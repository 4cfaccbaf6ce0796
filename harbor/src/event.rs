use chrono::{DateTime, Utc};
use harbor_data::subscription::{candle::Candle, trade::PublicTrade};
use harbor_exchange::kline::Interval;
use harbor_instrument::{MarketKey, Side};
use serde::{Deserialize, Serialize};

/// Metadata common to every backtest event.
#[derive(Debug, Clone, PartialEq, Deserialize, Serialize)]
pub struct EventMeta {
    #[serde(flatten)]
    pub key: MarketKey,
    pub time: DateTime<Utc>,
    pub interval: Interval,
    #[serde(default, skip_serializing_if = "Option::is_none")]
    pub reason: Option<String>,
}

impl EventMeta {
    pub fn new(key: MarketKey, time: DateTime<Utc>, interval: Interval) -> Self {
        Self {
            key,
            time,
            interval,
            reason: None,
        }
    }

    /// Attach a human readable reason, eg/ why an order became `DoNothing`.
    pub fn with_reason(mut self, reason: impl Into<String>) -> Self {
        self.reason = Some(reason.into());
        self
    }
}

/// Direction of a backtest event, extending order sides with the non-actionable outcomes the
/// pipeline can produce.
#[derive(Debug, Copy, Clone, Eq, PartialEq, Deserialize, Serialize)]
#[serde(rename_all = "snake_case")]
pub enum Direction {
    Buy,
    Sell,
    DoNothing,
    MissingData,
    CouldNotBuy,
    CouldNotSell,
}

impl Direction {
    /// Determine if this [`Direction`] leads to an order.
    pub fn is_actionable(&self) -> bool {
        matches!(self, Direction::Buy | Direction::Sell)
    }

    /// The order [`Side`] of an actionable [`Direction`].
    pub fn side(&self) -> Option<Side> {
        match self {
            Direction::Buy => Some(Side::Buy),
            Direction::Sell => Some(Side::Sell),
            _ => None,
        }
    }
}

impl From<Side> for Direction {
    fn from(side: Side) -> Self {
        match side {
            Side::Buy => Direction::Buy,
            Side::Sell => Direction::Sell,
        }
    }
}

/// One tick of market data: a candle, plus the raw trades that formed it when the feed is a
/// trade tape (fills walk the tape in that case).
#[derive(Debug, Clone, PartialEq, Deserialize, Serialize)]
pub struct DataTick {
    pub meta: EventMeta,
    pub candle: Candle,
    #[serde(default, skip_serializing_if = "Vec::is_empty")]
    pub trades: Vec<PublicTrade>,
}

/// Advisory signal produced by a strategy for the portfolio to interpret.
#[derive(Debug, Clone, PartialEq, Deserialize, Serialize)]
pub struct Signal {
    pub meta: EventMeta,
    pub direction: Direction,
    /// Limit price for limit orders; ignored for market orders which price from the tick close.
    pub price: f64,
    pub order_type: OrderType,
}

/// Type of a backtest order.
#[derive(Debug, Copy, Clone, Eq, PartialEq, Default, Deserialize, Serialize)]
#[serde(rename_all = "snake_case")]
pub enum OrderType {
    #[default]
    Market,
    Limit,
}

/// Sized order emitted by the portfolio after funds gating and risk evaluation.
#[derive(Debug, Clone, PartialEq, Deserialize, Serialize)]
pub struct OrderEvent {
    pub meta: EventMeta,
    pub direction: Direction,
    pub order_type: OrderType,
    pub price: f64,
    pub amount: f64,
}

/// Fill generated by the simulated exchange.
#[derive(Debug, Clone, PartialEq, Deserialize, Serialize)]
pub struct FillEvent {
    pub meta: EventMeta,
    pub direction: Direction,
    pub amount: f64,
    /// Volume weighted purchase price including slippage.
    pub purchase_price: f64,
    /// Gross value exchanged: `amount * purchase_price`.
    pub total: f64,
    pub fee: f64,
    pub slippage_cost: f64,
}

/// Backtest event union routed by the engine queue.
#[derive(Debug, Clone, PartialEq, Deserialize, Serialize)]
pub enum Event {
    Data(DataTick),
    Signal(Signal),
    Order(OrderEvent),
    Fill(FillEvent),
}

impl Event {
    /// Metadata of the wrapped event.
    pub fn meta(&self) -> &EventMeta {
        match self {
            Event::Data(data) => &data.meta,
            Event::Signal(signal) => &signal.meta,
            Event::Order(order) => &order.meta,
            Event::Fill(fill) => &fill.meta,
        }
    }

    /// Stable routing priority: `data < signal < order < fill` for equal timestamps.
    pub fn kind_priority(&self) -> u8 {
        match self {
            Event::Data(_) => 0,
            Event::Signal(_) => 1,
            Event::Order(_) => 2,
            Event::Fill(_) => 3,
        }
    }
}

#[cfg(test)]
mod tests {
    use super::*;

    #[test]
    fn test_direction_actionability() {
        assert!(Direction::Buy.is_actionable());
        assert!(Direction::Sell.is_actionable());
        for direction in [
            Direction::DoNothing,
            Direction::MissingData,
            Direction::CouldNotBuy,
            Direction::CouldNotSell,
        ] {
            assert!(!direction.is_actionable());
            assert_eq!(direction.side(), None);
        }
    }
}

Aim of the task
Working through the records, copy each line in which the word "trades" appears.

Completed exercise
/// One tick of market data: a candle, plus the raw trades that formed it when the feed is a
    pub trades: Vec<PublicTrade>,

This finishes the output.